Many years ago, I reported on the earliest synthesis of the analgesic compound epibatidine from the poison frog Epipedobates tricolor. You’ll notice I was careful to say poison frog, not poison dart frog. In the prestigious pages of Science in 1993 I wasn’t quite so careful and describes this creature as a poison dart frog.
It was a simple mistake to make as there were dozens of references in the literature to this species as the toxic secretions of this and other frogs as being used in poison darts. However for E tricolor, this wasn’t and isn’t the case. It’s a toxic frog most certainly, but no one has ever tipped their darts with its secretions. The venom in the deluge of letters from readers wishing to highlight and correct my error while I was still a cub reporter writing freelance for the journal via its Cambridge office was enough to make my toes curl.
Anyway, the analgesic properties of epibatidine became famous. Several hundred times more potent than morphine, but with none of the addictive properties of its fellow opiates, it seemed that its career as a new painkiller was set.

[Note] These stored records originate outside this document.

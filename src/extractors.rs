//! Rejection mapping for the stock axum extractors.
//!
//! Handlers take `Result<Json<T>, JsonRejection>` (and the `Query`/`Path`
//! equivalents) and unwrap them here, so malformed input answers with the
//! same `{"detail": ...}` body as every other error.

use axum::extract::rejection::{JsonRejection, PathRejection, QueryRejection};
use axum::extract::{Path, Query};
use axum::Json;

use crate::error::AppError;

/// Body that parsed as JSON but does not fit the target type is 422,
/// anything else (syntax, missing content type) is 400.
pub fn extract_json<T>(result: Result<Json<T>, JsonRejection>) -> Result<T, AppError> {
    result.map(|Json(value)| value).map_err(|err| {
        let detail = err.body_text();
        match err {
            JsonRejection::JsonDataError(_) => AppError::Validation(detail),
            _ => AppError::BadRequest(detail),
        }
    })
}

pub fn extract_query<T>(result: Result<Query<T>, QueryRejection>) -> Result<T, AppError> {
    result
        .map(|Query(value)| value)
        .map_err(|err| AppError::BadRequest(err.body_text()))
}

pub fn extract_path<T>(result: Result<Path<T>, PathRejection>) -> Result<T, AppError> {
    result
        .map(|Path(value)| value)
        .map_err(|err| AppError::BadRequest(err.body_text()))
}

#[cfg(test)]
mod tests {
    use super::*;
    use axum::extract::FromRequest;
    use axum::http::{header, Request, StatusCode};

    use crate::models::Item;

    async fn item_from(content_type: &str, body: &'static str) -> Result<Item, AppError> {
        let request = Request::builder()
            .method("POST")
            .header(header::CONTENT_TYPE, content_type)
            .body(axum::body::Body::from(body))
            .unwrap();
        extract_json(Json::<Item>::from_request(request, &()).await)
    }

    #[tokio::test]
    async fn test_wrong_field_type_is_validation_error() {
        let err = item_from("application/json", r#"{"id":1,"name":"x","price":"cheap"}"#)
            .await
            .unwrap_err();
        assert_eq!(err.status(), StatusCode::UNPROCESSABLE_ENTITY);
    }

    #[tokio::test]
    async fn test_broken_json_is_bad_request() {
        let err = item_from("application/json", "{not json").await.unwrap_err();
        assert_eq!(err.status(), StatusCode::BAD_REQUEST);

        let err = item_from("text/plain", "{}").await.unwrap_err();
        assert_eq!(err.status(), StatusCode::BAD_REQUEST);
    }
}
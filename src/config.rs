use std::env;
use std::str::FromStr;

use tracing::warn;

#[derive(Clone, Debug)]
pub struct Config {
    pub database_url: String,
    pub database_max_connections: u32,
    pub bind_addr: String,
    pub service_name: String,
    /// OTLP/HTTP collector endpoint. Span export is disabled when unset.
    pub otlp_endpoint: Option<String>,
    pub log_json: bool,
    pub seed_items: bool,
    /// Variables that failed to parse and fell back to their default.
    /// Config is read before the subscriber exists, so these are reported
    /// later through [`Config::log_warnings`].
    pub warnings: Vec<String>,
}

impl Config {
    pub fn from_env() -> Self {
        let mut warnings = Vec::new();
        Config {
            database_url: env::var("DATABASE_URL")
                .unwrap_or_else(|_| "sqlite://test.db".to_string()),
            database_max_connections: parse_var("DATABASE_MAX_CONNECTIONS", 5, &mut warnings),
            bind_addr: env::var("BIND_ADDR").unwrap_or_else(|_| "0.0.0.0:8000".to_string()),
            service_name: env::var("OTEL_SERVICE_NAME")
                .unwrap_or_else(|_| "crud-service".to_string()),
            otlp_endpoint: env::var("OTEL_EXPORTER_OTLP_ENDPOINT")
                .ok()
                .filter(|endpoint| !endpoint.trim().is_empty()),
            log_json: env::var("LOG_FORMAT")
                .map(|format| format.eq_ignore_ascii_case("json"))
                .unwrap_or(false),
            seed_items: parse_var("ITEMS_SEED", true, &mut warnings),
            warnings,
        }
    }

    pub fn log_warnings(&self) {
        for warning in &self.warnings {
            warn!("{}", warning);
        }
    }
}

fn parse_var<T: FromStr + Copy + std::fmt::Debug>(
    name: &str,
    default: T,
    warnings: &mut Vec<String>,
) -> T {
    match env::var(name) {
        Ok(raw) => raw.trim().parse().unwrap_or_else(|_| {
            warnings.push(format!(
                "Unparseable value {raw:?} for {name}, using default {default:?}"
            ));
            default
        }),
        Err(_) => default,
    }
}

#[cfg(test)]
mod tests {
    use super::*;

    #[test]
    fn test_parse_var_falls_back_on_garbage() {
        let mut warnings = Vec::new();
        env::set_var("CRUD_SERVICE_TEST_NUMBER", "not-a-number");
        assert_eq!(parse_var("CRUD_SERVICE_TEST_NUMBER", 7u32, &mut warnings), 7);
        assert_eq!(warnings.len(), 1);
        assert!(warnings[0].contains("CRUD_SERVICE_TEST_NUMBER"));
        assert!(warnings[0].contains("not-a-number"));

        env::set_var("CRUD_SERVICE_TEST_NUMBER", " 12 ");
        assert_eq!(parse_var("CRUD_SERVICE_TEST_NUMBER", 7u32, &mut warnings), 12);
        assert_eq!(warnings.len(), 1);
        env::remove_var("CRUD_SERVICE_TEST_NUMBER");
    }

    #[test]
    fn test_parse_var_missing_uses_default() {
        let mut warnings = Vec::new();
        assert!(parse_var("CRUD_SERVICE_TEST_UNSET_FLAG", true, &mut warnings));
        assert!(warnings.is_empty());
    }

    #[test]
    fn test_bad_bool_is_reported() {
        let mut warnings = Vec::new();
        env::set_var("CRUD_SERVICE_TEST_FLAG", "yes please");
        assert!(parse_var("CRUD_SERVICE_TEST_FLAG", true, &mut warnings));
        assert_eq!(warnings.len(), 1);
        env::remove_var("CRUD_SERVICE_TEST_FLAG");
    }
}
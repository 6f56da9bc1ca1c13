use std::time::Duration;

use axum::extract::{MatchedPath, State};
use opentelemetry::trace::TracerProvider as _;
use opentelemetry::KeyValue;
use opentelemetry_sdk::trace::SdkTracerProvider;
use opentelemetry_sdk::Resource;
use prometheus::{Encoder, Histogram, HistogramOpts, IntGauge, Opts, Registry, TextEncoder};
use tracing::{error, info, info_span, warn};
use tracing_subscriber::{layer::SubscriberExt, util::SubscriberInitExt, EnvFilter};

use crate::config::Config;
use crate::AppState;

const METRICS_NAMESPACE: &str = "crud_service";

// Setup tracing, exporting spans over OTLP/HTTP when an endpoint is configured.
// The returned provider must be kept alive and shut down on exit.
pub fn init_tracing(config: &Config) -> anyhow::Result<Option<SdkTracerProvider>> {
    let env_filter = EnvFilter::try_from_default_env().unwrap_or_else(|_| EnvFilter::new("info"));

    let provider = match &config.otlp_endpoint {
        Some(endpoint) => Some(build_tracer_provider(config, endpoint)?),
        None => None,
    };
    let telemetry_layer = provider.as_ref().map(|provider| {
        tracing_opentelemetry::layer().with_tracer(provider.tracer(config.service_name.clone()))
    });

    tracing_subscriber::registry()
        .with(env_filter)
        .with(telemetry_layer)
        .with(config.log_json.then(|| tracing_subscriber::fmt::layer().json()))
        .with((!config.log_json).then(tracing_subscriber::fmt::layer))
        .try_init()?;

    Ok(provider)
}

fn build_tracer_provider(config: &Config, endpoint: &str) -> anyhow::Result<SdkTracerProvider> {
    use opentelemetry_otlp::WithExportConfig;

    let exporter = opentelemetry_otlp::SpanExporter::builder()
        .with_http()
        .with_endpoint(endpoint)
        .build()?;

    let resource = Resource::builder()
        .with_attributes(vec![
            KeyValue::new("service.name", config.service_name.clone()),
            KeyValue::new("service.version", env!("CARGO_PKG_VERSION")),
        ])
        .build();

    Ok(SdkTracerProvider::builder()
        .with_batch_exporter(exporter)
        .with_resource(resource)
        .build())
}

/// Prometheus metrics owned by one application state.
///
/// Each state gets its own registry so several routers can coexist in one
/// process (tests build one per case).
#[derive(Clone)]
pub struct Metrics {
    registry: Registry,
    pub http_duration_histogram: Histogram,
    pub db_duration_histogram: Histogram,
    pub items_stored: IntGauge,
}

impl Metrics {
    pub fn new() -> anyhow::Result<Self> {
        let registry = Registry::new();

        let http_duration_histogram = Histogram::with_opts(
            HistogramOpts::new("http_server_duration", "HTTP request duration")
                .namespace(METRICS_NAMESPACE)
                .buckets(prometheus::exponential_buckets(0.005, 2.0, 10)?),
        )?;
        let db_duration_histogram = Histogram::with_opts(
            HistogramOpts::new("db_query_duration", "Database query duration")
                .namespace(METRICS_NAMESPACE)
                .buckets(prometheus::exponential_buckets(0.001, 2.0, 10)?),
        )?;
        let items_stored = IntGauge::with_opts(
            Opts::new("items_stored", "Number of items held in the item store")
                .namespace(METRICS_NAMESPACE),
        )?;

        registry.register(Box::new(http_duration_histogram.clone()))?;
        registry.register(Box::new(db_duration_histogram.clone()))?;
        registry.register(Box::new(items_stored.clone()))?;

        Ok(Metrics {
            registry,
            http_duration_histogram,
            db_duration_histogram,
            items_stored,
        })
    }

    pub fn observe_db(&self, elapsed: Duration) {
        self.db_duration_histogram.observe(elapsed.as_secs_f64());
    }

    pub fn set_items_stored(&self, count: usize) {
        self.items_stored.set(i64::try_from(count).unwrap_or(i64::MAX));
    }

    /// Text exposition of every registered metric, with its content type.
    pub fn encode(&self) -> (String, String) {
        let encoder = TextEncoder::new();
        let metric_families = self.registry.gather();
        let encoded = encoder.encode_to_string(&metric_families).unwrap_or_default();
        (encoder.format_type().to_string(), encoded)
    }
}

pub async fn http_tracing_middleware(
    State(state): State<AppState>,
    req: axum::extract::Request,
    next: axum::middleware::Next,
) -> axum::response::Response {
    let method = req.method().clone();
    let uri = req.uri().clone();
    let path = req
        .extensions()
        .get::<MatchedPath>()
        .map(|m| m.as_str().to_string());

    let path_display = path.as_deref().unwrap_or(uri.path());

    let span = info_span!(
        "http_request",
        method = %method,
        path = path_display,
        uri = %uri,
        status = tracing::field::Empty,
        duration_ms = tracing::field::Empty,
    );

    let start = std::time::Instant::now();
    let response = next.run(req).await;
    let duration = start.elapsed();
    let status = response.status().as_u16();

    state.metrics.http_duration_histogram.observe(duration.as_secs_f64());

    span.record("status", status);
    span.record("duration_ms", duration.as_millis());

    if status >= 500 {
        error!(parent: &span, method = %method, path = path_display, status, duration_ms = duration.as_millis(), "HTTP request completed");
    } else if status >= 400 {
        warn!(parent: &span, method = %method, path = path_display, status, duration_ms = duration.as_millis(), "HTTP request completed");
    } else {
        info!(parent: &span, method = %method, path = path_display, status, duration_ms = duration.as_millis(), "HTTP request completed");
    }

    response
}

It has, as you can see from the picture, a quite stupendous chemical structure, which took several attempts to yield a total synthesis. Efforts are still ongoing I see from a quick scan of the current literature. A paper in JOC this month, has Armstrong, Bhonoah, and Shanahan wrestling with an aza-prins-pinacol approach to the 7-azabicyclo[2.2.1]heptanes of which epibatidine and its close cousin epiboxidine are examples.
It still surprises me that so little work seems to have been done to bring this compound and its analogs into the pharmaceutical fold. For instance, only a limited number of analogs have actually been synthesized and evaluated in vitro and negligible numbers have been tested in vivo. Given the enormous market a non-addictive painkiller with opiate-like power might share, I wonder why. Any pharma readers care to enlighten us?